Parallel models used an analogous tobacco-dependence index. Gene-expression correlations were examined in a subset with paired transcriptomic data at age 38. Ethical approval and written informed consent were obtained, and data access was managed in accordance with study policy.

Study results

Long-term cannabis smoking produced a selective epigenetic signature. Among 246 candidate CpG sites, 35 differed between long-term users and never-users, with 17 surviving Bonferroni correction. Dose-response analyses showed that greater persistence of regular cannabis use predicted differential methylation at 52 markers; this shrank to 17 after multiple-test correction and to nine after full covariate adjustment.
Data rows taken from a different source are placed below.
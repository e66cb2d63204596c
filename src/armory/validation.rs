//! Validation of the loaded armory against the gameplay defaults.
//!
//! Content is static, so every name the game can reference must resolve
//! before play begins. Validation failures are fatal at boot.

use super::data::GameplayDefaults;
use super::registry::Armory;

/// A validation error with context about what failed.
#[derive(Debug)]
pub struct ValidationError {
    pub source: &'static str,
    pub id: String,
    pub message: String,
}

impl std::fmt::Display for ValidationError {
    fn fmt(&self, f: &mut std::fmt::Formatter<'_>) -> std::fmt::Result {
        write!(f, "{} '{}': {}", self.source, self.id, self.message)
    }
}

/// Validate the armory and its cross-references from gameplay defaults.
/// Returns a list of validation errors, empty if everything resolves.
pub fn validate_armory(armory: &Armory, defaults: &GameplayDefaults) -> Vec<ValidationError> {
    let mut errors = Vec::new();

    if !armory.ranged.contains_key(&defaults.player.default_ranged) {
        errors.push(ValidationError {
            source: "GameplayDefaults",
            id: defaults.player.default_ranged.clone(),
            message: "default_ranged references a missing ranged weapon".to_string(),
        });
    }
    if !armory.melee.contains_key(&defaults.player.default_melee) {
        errors.push(ValidationError {
            source: "GameplayDefaults",
            id: defaults.player.default_melee.clone(),
            message: "default_melee references a missing melee weapon".to_string(),
        });
    }
    if defaults.player.wounds_to_die == 0 {
        errors.push(ValidationError {
            source: "GameplayDefaults",
            id: "wounds_to_die".to_string(),
            message: "must be at least 1".to_string(),
        });
    }
    // The cadence roll samples min_interval..max_interval; an empty or
    // inverted range would panic mid-run.
    if defaults.projectiles.min_interval <= 0.0 {
        errors.push(ValidationError {
            source: "GameplayDefaults",
            id: "projectiles.min_interval".to_string(),
            message: "must be positive".to_string(),
        });
    }
    if defaults.projectiles.max_interval <= defaults.projectiles.min_interval {
        errors.push(ValidationError {
            source: "GameplayDefaults",
            id: "projectiles.max_interval".to_string(),
            message: "must be greater than min_interval".to_string(),
        });
    }

    for (id, def) in &armory.ranged {
        if def.clip_size == 0 {
            errors.push(ValidationError {
                source: "RangedWeapon",
                id: id.clone(),
                message: "clip_size must be at least 1".to_string(),
            });
        }
        if def.ammo_counter.is_empty() {
            errors.push(ValidationError {
                source: "RangedWeapon",
                id: id.clone(),
                message: "ammo_counter sprite sequence is empty".to_string(),
            });
        }
        if def.unlock_distance < 0.0 {
            errors.push(ValidationError {
                source: "RangedWeapon",
                id: id.clone(),
                message: "unlock_distance must not be negative".to_string(),
            });
        }
    }

    for (id, def) in &armory.melee {
        if def.unlock_distance < 0.0 {
            errors.push(ValidationError {
                source: "MeleeWeapon",
                id: id.clone(),
                message: "unlock_distance must not be negative".to_string(),
            });
        }
    }

    errors
}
The nine (cg05575921, cg21566642, cg03636183, cg21161138, cg01940273, cg02978227, cg17739917, cg05086879, cg23079012) were uniformly hypomethylated and included the classic smoking-related AHRR site cg05575921.
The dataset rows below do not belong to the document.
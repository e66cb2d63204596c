//! Player domain: completion handling for reload and switch sequences.
//!
//! The animation/timing layer delivers discrete completion callbacks;
//! this is where their effects land: ammo restock on a successful
//! reload, class flip plus override-table rebuild on a successful
//! switch. Signals that do not match the current state are duplicate
//! or late deliveries and degrade to no-ops.

use bevy::ecs::message::MessageReader;
use bevy::prelude::*;

use super::components::{
    AmmoClip, CompletionOutcome, EquippedLoadout, Player, TransitionState,
};
use super::events::{ReloadFinished, SwitchFinished};
use crate::armory::Armory;
use crate::sprites::OverrideTable;

pub(crate) fn handle_completions(
    armory: Res<Armory>,
    mut reload_done: MessageReader<ReloadFinished>,
    mut switch_done: MessageReader<SwitchFinished>,
    mut table: ResMut<OverrideTable>,
    mut query: Query<
        (&mut TransitionState, &mut EquippedLoadout, &mut AmmoClip),
        With<Player>,
    >,
) {
    let Ok((mut transition, mut loadout, mut ammo)) = query.single_mut() else {
        return;
    };

    for msg in reload_done.read() {
        match transition.complete_reload(msg.success) {
            CompletionOutcome::Applied => match armory.lookup_ranged(&loadout.ranged) {
                Ok(def) => {
                    ammo.restock(def.clip_size);
                    info!("reload complete: {} restocked to {}", def.id, def.clip_size);
                }
                Err(e) => warn!("reload restock skipped: {}", e),
            },
            CompletionOutcome::Discarded => {
                debug!("reload interrupted, no restock");
            }
            CompletionOutcome::Stale => {}
        }
    }

    for msg in switch_done.read() {
        match transition.complete_switch(msg.success) {
            CompletionOutcome::Applied => {
                loadout.active = loadout.active.other();
                info!("switched to {:?} ({})", loadout.active, loadout.active_id());
                rebuild_overrides(&armory, &loadout, &mut table, false);
            }
            CompletionOutcome::Discarded => {
                debug!("weapon switch interrupted, class unchanged");
            }
            CompletionOutcome::Stale => {}
        }
    }
}

/// Rebuild the override table for the current loadout.
///
/// `full_refresh` rewrites the attack/shoot/reload slots too and is
/// only used on an actual equip change, not on a class flip.
pub(crate) fn rebuild_overrides(
    armory: &Armory,
    loadout: &EquippedLoadout,
    table: &mut OverrideTable,
    full_refresh: bool,
) {
    let (ranged, melee) = match (
        armory.lookup_ranged(&loadout.ranged),
        armory.lookup_melee(&loadout.melee),
    ) {
        (Ok(r), Ok(m)) => (r, m),
        (Err(e), _) | (_, Err(e)) => {
            // Content is validated at boot, so this indicates a bug.
            warn!("override rebuild skipped: {}", e);
            return;
        }
    };

    table.rebuild(ranged, melee, loadout.active, full_refresh);
}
Comparative analyses showed substantial overlap with tobacco effects. Long-term tobacco smokers exhibited hypomethylation at the same nine loci, and the overall DNA profiles of the two groups differed only slightly; only three CpG sites reached stringent significance in head-to-head testing. This convergence suggests that inhaled combustion products, rather than delta-9-tetrahydrocannabinol (THC), drive many cannabis-related changes.
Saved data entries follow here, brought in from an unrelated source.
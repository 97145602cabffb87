//! Merge built-in agent descriptors into a host configuration.

use {
    loom_common::Result,
    loom_config::{AgentMap, LoomConfig},
    loom_skills::{SkillDiscoverer, SkillInfo, builtin_skill_infos, catalog},
    serde::Serialize,
    tracing::{debug, info, warn},
};

use crate::{
    definition::AgentDefinition,
    roles::{Blackice, Blueprint, Cortex, Dataweaver, Exec, cortex},
};

/// Role that becomes `default_agent` when the host has none.
pub const DEFAULT_AGENT: &str = cortex::NAME;

static BUILTIN_DEFINITIONS: &[&dyn AgentDefinition] =
    &[&Cortex, &Blueprint, &Blackice, &Exec, &Dataweaver];

/// Built-in definitions in registration order.
pub fn builtin_definitions() -> &'static [&'static dyn AgentDefinition] {
    BUILTIN_DEFINITIONS
}

/// Outcome of one registration pass.
#[derive(Debug, Clone, Default, PartialEq, Eq, Serialize)]
pub struct RegistrationReport {
    /// Roles inserted by this pass, in order.
    pub registered: Vec<String>,
    /// Roles left alone because an entry already existed.
    pub skipped: Vec<String>,
    pub default_assigned: bool,
}

impl RegistrationReport {
    pub fn is_noop(&self) -> bool {
        self.registered.is_empty() && !self.default_assigned
    }
}

/// Run `definitions` in order against `config`.
///
/// Existing entries, including `{"disable": true}`, are never replaced. Each
/// accepted descriptor is inserted before the next definition runs, so later
/// definitions see it in their `existing` map. On error `config` is left
/// unchanged.
pub fn register_agents(
    config: &mut LoomConfig,
    definitions: &[&dyn AgentDefinition],
    skills: &[SkillInfo],
) -> Result<RegistrationReport> {
    let start = config.agent.clone().unwrap_or_default();

    let (agents, mut report) = definitions.iter().try_fold(
        (start, RegistrationReport::default()),
        |(mut agents, mut report), definition| -> Result<(AgentMap, RegistrationReport)> {
            let name = definition.name();
            match definition.create(config, &agents, skills) {
                Some(descriptor) => {
                    descriptor.check(name)?;
                    agents.insert(name.to_string(), descriptor.to_entry()?);
                    debug!(agent = name, mode = %descriptor.mode, "registered built-in agent");
                    report.registered.push(name.to_string());
                },
                None => {
                    debug!(agent = name, "agent entry already present, skipping");
                    report.skipped.push(name.to_string());
                },
            }
            Ok((agents, report))
        },
    )?;

    let has_default_role = agents.contains_key(DEFAULT_AGENT);
    config.agent = Some(agents);

    if config.default_agent_unset() && has_default_role {
        config.default_agent = Some(DEFAULT_AGENT.to_string());
        report.default_assigned = true;
    }

    info!(
        registered = report.registered.len(),
        skipped = report.skipped.len(),
        default_assigned = report.default_assigned,
        "built-in agent registration complete"
    );
    Ok(report)
}

/// Discover skills, build the catalog and register the built-in roles.
///
/// A failing discoverer degrades to built-in skills only.
pub async fn register_builtin_agents(
    config: &mut LoomConfig,
    discoverer: &dyn SkillDiscoverer,
) -> Result<RegistrationReport> {
    let skills = skill_catalog(discoverer).await;
    register_agents(config, builtin_definitions(), &skills)
}

/// Discovered skills followed by built-in skills.
pub async fn skill_catalog(discoverer: &dyn SkillDiscoverer) -> Vec<SkillInfo> {
    let discovered = match discoverer.discover().await {
        Ok(skills) => skills,
        Err(e) => {
            warn!(error = %e, "skill discovery failed, continuing without discovered skills");
            Vec::new()
        },
    };

    let skills = catalog::build(discovered, builtin_skill_infos());
    for name in catalog::duplicate_names(&skills) {
        warn!(skill = name, "skill name appears more than once in the catalog");
    }
    debug!(count = skills.len(), "skill catalog built");
    skills
}

#[allow(clippy::unwrap_used, clippy::expect_used)]
#[cfg(test)]
mod tests {
    use {
        super::*,
        crate::{audit::audit_capabilities, descriptor::AgentDescriptor},
        loom_skills::{SkillLocation, StaticSkillDiscoverer},
        serde_json::{Value, json},
    };

    const BUILTIN_NAMES: [&str; 5] = ["cortex", "blueprint", "blackice", "exec", "dataweaver"];

    fn config_from(value: Value) -> LoomConfig {
        LoomConfig::from_value(value).unwrap()
    }

    fn agent_names(config: &LoomConfig) -> Vec<&str> {
        config
            .agent
            .as_ref()
            .map(|a| a.keys().map(String::as_str).collect())
            .unwrap_or_default()
    }

    #[test]
    fn fresh_config_gets_all_roles_and_default() {
        let mut config = config_from(json!({ "model": "anthropic/claude-sonnet" }));
        let report = register_agents(&mut config, builtin_definitions(), &[]).unwrap();

        assert_eq!(agent_names(&config), BUILTIN_NAMES);
        assert_eq!(report.registered, BUILTIN_NAMES);
        assert!(report.skipped.is_empty());
        assert!(report.default_assigned);
        assert_eq!(config.default_agent.as_deref(), Some("cortex"));

        let cortex = config.agent_entry("cortex").unwrap();
        assert_eq!(cortex["mode"], "primary");
        assert_eq!(cortex["tools"]["task"], true);
        assert_eq!(cortex["model"], "anthropic/claude-sonnet");
        for name in &BUILTIN_NAMES[1..] {
            let entry = config.agent_entry(name).unwrap();
            assert_eq!(entry["mode"], "subagent", "{name}");
            assert_eq!(entry["tools"]["task"], false, "{name}");
        }
    }

    #[test]
    fn missing_model_is_omitted() {
        let mut config = LoomConfig::default();
        register_agents(&mut config, builtin_definitions(), &[]).unwrap();
        let exec = config.agent_entry("exec").unwrap();
        assert!(exec.get("model").is_none());
    }

    #[test]
    fn second_pass_is_byte_identical() {
        let mut config = config_from(json!({
            "model": "m",
            "agent": { "reviewer": { "description": "Custom reviewer.", "mode": "subagent" } },
        }));
        register_agents(&mut config, builtin_definitions(), &[]).unwrap();
        let first = serde_json::to_string(&config.agent).unwrap();

        let report = register_agents(&mut config, builtin_definitions(), &[]).unwrap();
        let second = serde_json::to_string(&config.agent).unwrap();

        assert_eq!(first, second);
        assert!(report.is_noop());
        assert_eq!(report.skipped, BUILTIN_NAMES);
    }

    #[test]
    fn user_entries_are_never_overwritten() {
        let custom = json!({ "description": "My blueprint.", "mode": "subagent", "temperature": 0.9 });
        let mut config = config_from(json!({
            "agent": { "blueprint": custom.clone(), "cortex": { "disable": true } },
        }));
        let report = register_agents(&mut config, builtin_definitions(), &[]).unwrap();

        assert_eq!(config.agent_entry("blueprint"), Some(&custom));
        assert_eq!(config.agent_entry("cortex"), Some(&json!({ "disable": true })));
        assert_eq!(report.skipped, ["cortex", "blueprint"]);
        assert_eq!(report.registered, ["blackice", "exec", "dataweaver"]);
        // A disabled cortex entry still counts as present for the default.
        assert!(report.default_assigned);
        assert_eq!(config.default_agent.as_deref(), Some("cortex"));
        // User entries keep their position ahead of registered roles.
        assert_eq!(agent_names(&config), [
            "blueprint",
            "cortex",
            "blackice",
            "exec",
            "dataweaver"
        ]);
    }

    #[test]
    fn disabled_role_stays_suppressed_across_runs() {
        let mut config = config_from(json!({ "agent": { "blackice": { "disable": true } } }));
        for _ in 0..2 {
            register_agents(&mut config, builtin_definitions(), &[]).unwrap();
            assert_eq!(
                config.agent_entry("blackice"),
                Some(&json!({ "disable": true }))
            );
        }
    }

    #[test]
    fn default_agent_not_overwritten() {
        let mut config = config_from(json!({ "default_agent": "build" }));
        let report = register_agents(&mut config, builtin_definitions(), &[]).unwrap();
        assert!(!report.default_assigned);
        assert_eq!(config.default_agent.as_deref(), Some("build"));
    }

    #[test]
    fn blank_default_agent_counts_as_unset() {
        let mut config = config_from(json!({ "default_agent": "" }));
        register_agents(&mut config, builtin_definitions(), &[]).unwrap();
        assert_eq!(config.default_agent.as_deref(), Some("cortex"));
    }

    #[test]
    fn default_agent_requires_cortex() {
        let mut config = LoomConfig::default();
        let definitions: &[&dyn AgentDefinition] = &[&Blueprint, &Exec];
        let report = register_agents(&mut config, definitions, &[]).unwrap();
        assert!(!report.default_assigned);
        assert_eq!(config.default_agent, None);
    }

    #[test]
    fn user_supplied_cortex_still_becomes_default() {
        let mut config = config_from(json!({ "agent": { "cortex": { "mode": "primary" } } }));
        let report = register_agents(&mut config, builtin_definitions(), &[]).unwrap();
        assert!(report.default_assigned);
        assert_eq!(config.default_agent.as_deref(), Some("cortex"));
    }

    #[test]
    fn later_definitions_observe_earlier_ones() {
        struct Observer;
        impl AgentDefinition for Observer {
            fn name(&self) -> &'static str {
                "observer"
            }

            fn synthesize(
                &self,
                _: &LoomConfig,
                existing: &AgentMap,
                _: &[SkillInfo],
            ) -> AgentDescriptor {
                let seen: Vec<&str> = existing.keys().map(String::as_str).collect();
                AgentDescriptor::subagent(
                    seen.join(","),
                    crate::roles::blackice::profile(),
                )
            }
        }

        let mut config = LoomConfig::default();
        let definitions: &[&dyn AgentDefinition] = &[&Blueprint, &Exec, &Observer];
        register_agents(&mut config, definitions, &[]).unwrap();
        assert_eq!(
            config.agent_entry("observer").unwrap()["description"],
            "blueprint,exec"
        );
    }

    #[test]
    fn cortex_sees_user_agents_only() {
        let mut config = config_from(json!({
            "agent": { "docs": { "description": "Writes documentation. Only docs.", "mode": "subagent" } },
        }));
        register_agents(&mut config, builtin_definitions(), &[]).unwrap();
        let prompt = config.agent_entry("cortex").unwrap()["prompt"]
            .as_str()
            .unwrap()
            .to_string();
        assert!(prompt.contains("| @docs | subagent | Writes documentation |"));
        // cortex runs first, so the other built-ins are not in its table yet.
        assert!(!prompt.contains("| @blueprint |"));
    }

    #[test]
    fn every_final_descriptor_respects_delegation_rule() {
        let mut config = config_from(json!({
            "agent": { "planner": { "mode": "primary", "tools": { "task": true } } },
        }));
        register_agents(&mut config, builtin_definitions(), &[]).unwrap();
        assert!(audit_capabilities(&config).is_empty());
    }

    #[test]
    fn rejected_definition_leaves_config_untouched() {
        struct Rogue;
        impl AgentDefinition for Rogue {
            fn name(&self) -> &'static str {
                "rogue"
            }

            fn synthesize(
                &self,
                _: &LoomConfig,
                _: &AgentMap,
                _: &[SkillInfo],
            ) -> AgentDescriptor {
                let mut descriptor = AgentDescriptor::primary("Delegates anyway.", cortex::profile());
                descriptor.mode = crate::descriptor::AgentTier::Subagent;
                descriptor
            }
        }

        let mine = json!({ "description": "Mine.", "mode": "subagent" });
        let mut config = config_from(json!({ "agent": { "mine": mine.clone() } }));
        let before = config.clone();
        let definitions: &[&dyn AgentDefinition] = &[&Blueprint, &Rogue];

        let err = register_agents(&mut config, definitions, &[]).unwrap_err();
        assert!(matches!(
            err,
            loom_common::Error::DelegationNotAllowed { ref name } if name == "rogue"
        ));
        assert_eq!(config, before);
        assert_eq!(config.agent_entry("mine"), Some(&mine));
        assert!(config.agent_entry("blueprint").is_none());
        assert_eq!(config.default_agent, None);
    }

    #[test]
    fn builtin_definitions_never_delegate_below_primary() {
        for definition in builtin_definitions() {
            let descriptor =
                definition.synthesize(&LoomConfig::default(), &AgentMap::new(), &[]);
            descriptor.check(definition.name()).unwrap();
        }
    }

    #[tokio::test]
    async fn discovered_skills_reach_cortex_prompt() {
        let discoverer = StaticSkillDiscoverer::new(vec![SkillInfo::discovered(
            "lint",
            Some("Run linters".into()),
            SkillLocation::Project,
            "/repo/.loom/skills/lint",
        )]);
        let mut config = LoomConfig::default();
        register_builtin_agents(&mut config, &discoverer).await.unwrap();

        let prompt = config.agent_entry("cortex").unwrap()["prompt"]
            .as_str()
            .unwrap()
            .to_string();
        assert!(prompt.contains("| lint | Run linters | project |"));
        for skill in builtin_skill_infos() {
            assert!(prompt.contains(&format!("| {} |", skill.name)));
        }
    }

    #[tokio::test]
    async fn failing_discovery_falls_back_to_builtin_skills() {
        struct Broken;
        #[async_trait::async_trait]
        impl SkillDiscoverer for Broken {
            async fn discover(&self) -> anyhow::Result<Vec<SkillInfo>> {
                anyhow::bail!("disk on fire")
            }
        }

        let skills = skill_catalog(&Broken).await;
        assert_eq!(skills, builtin_skill_infos());
    }
}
Biological relevance emerged when methylation was paired with transcriptomics. In 38-year-old participants, hypomethylation at six of the nine loci was correlated with higher expression of AHRR, Pyrimidinergic Receptor P2Y6 (P2RY6), Leucine-Rich Repeat Neuronal 3 (LRRN3), G Protein-Coupled Receptor 15 (GPR15), and Desmocollin 2 (DSC2). These genes regulate xenobiotic metabolism, immune signaling, vascular function, and cell adhesion, representing pathways plausibly linking heavy smoking to cardiopulmonary disease.

Quitting mattered, as cannabis quitters showed intermediate methylation levels between long-term users and never-users, and each additional persistence-free year nudged methylation toward control values. Tobacco quitters exhibited a nearly identical recovery pattern, reinforcing the central role of smoke exposure and its reversibility.

Hypomethylation at cg05575921 averaged 0.3 standard deviations in persistent weekly+ cannabis users, which is about half that seen in persistent tobacco smokers, consistent with lighter cannabis consumption. The nine-site panel explained a modest proportion (approximately four percent) of variance in lifetime cannabis exposure, a secondary finding relative to the primary epigenetic signature results. Sensitivity checks using alternative modeling strategies produced parallel results. Associations persisted after adjusting for leukocyte composition, underscoring biological specificity.

Taken together, the data indicate that even persistent weekly+, long-term cannabis smoking imprints a traceable, partially reversible, and modest record in peripheral blood, offering a potential biomarker for exposure surveillance and cessation counseling. However, the utility of such a biomarker is still under investigation.

Conclusions

To summarize, long-term cannabis use leaves a small but consistent epigenetic footprint in midlife. Nine hypomethylated CpG sites, also altered by tobacco, track cumulative exposure, correlate with genes controlling detoxification, immunity, and vascular tone, and drift back toward normal after quitting. Findings point to smoke inhalation, rather than THC alone, as the primary driver and indicate that cessation can restore the epigenome.

Although the clinical repercussions remain uncertain, blood methylation signals could aid public health surveillance as legalization expands.

The study was conducted in a single New Zealand birth cohort, using blood-based methylation data, and focused on smoked cannabis; generalizability to other populations and cannabis use modalities (such as vaping or edibles) remains to be determined.

Further research is needed to test causality, explore heavier or non-smoked cannabis patterns, and link these changes to concrete health outcomes in diverse global populations.